Most of us have had the experience of interacting with an individual therapy patient or a personal acquaintance and subsequently being with them and their life partner and feeling startled at how differently they behave when together from the ways we have known them individually.  We are witnessing the operation of an intersubjective system that is co-created by the two brains of the couple as a natural part of all intimate systems.  The characteristics of each system are determined by our earliest attachment experiences.

Neurodynamic Couples Therapy is founded on the premise that every intimate couple is attempting — outside of conscious awareness — to heal each other’s historical wounds, losses and traumas through their conflicts.  The couple’s therapist joins their system in being curious about why their system needs the particular conflicts and problematic behaviors they have been experiencing in order to become conscious of what they are trying to heal.  Trusting the system to deliver up the answers about where to go with the treatment frees the therapist from taking primary responsibility for “fixing” a relationship.

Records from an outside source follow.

//! Assertion helpers with diagnostic output.
//!
//! Every failure includes the context label, expected vs actual and the
//! tolerance that was exceeded.

use fault_geodesy::BoundingBox;
use fault_surface::MultiSurface;

use crate::helpers::{relative_error, HarnessError};
use crate::oracle::OracleVerdict;

/// Assert `actual` is within `rel_tol` relative error of `expected`.
pub fn assert_close(actual: f64, expected: f64, rel_tol: f64, ctx: &str) -> Result<(), HarnessError> {
    let err = relative_error(actual, expected);
    if err <= rel_tol {
        Ok(())
    } else {
        Err(HarnessError::AssertionFailed {
            detail: format!(
                "[{}] expected {:.6}, got {:.6} (rel err {:.2e} > {:.2e})",
                ctx, expected, actual, err, rel_tol,
            ),
        })
    }
}

/// Assert `actual` is within `tol` degrees of `expected` on the circle.
pub fn assert_azimuth_close(actual: f64, expected: f64, tol: f64, ctx: &str) -> Result<(), HarnessError> {
    let diff = (actual - expected).rem_euclid(360.0);
    let diff = diff.min(360.0 - diff);
    if diff <= tol {
        Ok(())
    } else {
        Err(HarnessError::AssertionFailed {
            detail: format!(
                "[{}] expected azimuth {:.3}, got {:.3} (off by {:.3} > {})",
                ctx, expected, actual, diff, tol,
            ),
        })
    }
}

/// Assert the bounding box matches expected bounds within `tol` degrees.
pub fn assert_bbox_bounds(
    ms: &MultiSurface,
    expected: &BoundingBox,
    tol: f64,
    ctx: &str,
) -> Result<(), HarnessError> {
    let actual = ms.get_bounding_box();
    let sides = [
        ("west", actual.west, expected.west),
        ("east", actual.east, expected.east),
        ("south", actual.south, expected.south),
        ("north", actual.north, expected.north),
    ];
    for (side, got, want) in sides {
        if (got - want).abs() > tol {
            return Err(HarnessError::AssertionFailed {
                detail: format!(
                    "[{}] bounding box {}: expected {:.6}, got {:.6} (tol={})",
                    ctx, side, want, got, tol,
                ),
            });
        }
    }
    Ok(())
}

/// Assert every verdict passed, listing all failures otherwise.
pub fn assert_all_passed(verdicts: &[OracleVerdict], ctx: &str) -> Result<(), HarnessError> {
    let failures: Vec<String> = verdicts
        .iter()
        .filter(|v| !v.passed)
        .map(|v| format!("{}: {}", v.oracle_name, v.detail))
        .collect();
    if failures.is_empty() {
        Ok(())
    } else {
        Err(HarnessError::AssertionFailed {
            detail: format!("[{}] {} failed checks: {}", ctx, failures.len(), failures.join("; ")),
        })
    }
}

What is involved in “trusting the system?”  As the therapist is exploring why a couple has sought therapy and is getting to know them better, their brains will automatically present words and phrases that perfectly encapsulate the feelings that the couple is experiencing during their troubled moments.  Their exact words expose the source of their conflicts and the repetitive dynamics that their system has constructed to re-experience their pasts.  The therapist must be alert to the presentation of these system words, for they hold the key to understanding what the couple’s system has been trying to complete.  Trusting the system means repeatedly using their words to discuss a conflict, rather than resorting to a professionally jargon-filled conceptualization of their problems.

A therapist who is trusting the system consistently relies on the three-person treatment team to solve any problematic issues that come up within the treatment setting.  For example, if one partner is disrupting the safety of the treatment or persistently trying to operate outside the treatment frame, the question becomes, “What should we do about this?”, similar to the story of the preschool teacher in the previous post.  The focus is the protection of the system by all three participants so it can function productively.

Turning to the partners to act as consultants in understanding their system will likely occur more often than them turning to the therapist as consultant.  Asking one partner to clarify what the other means by a particular statement is a powerful message that the therapist trusts their system to be helpful, and it sparks deeper conversations about the feelings all members of the treatment team are attempting to reach.

The authority of the therapist is only expressed in the unwavering position of commitment to the couple’s system to be the purveyor of healing, not in an expectation that the therapist “knows” what’s wrong with them and how they must change.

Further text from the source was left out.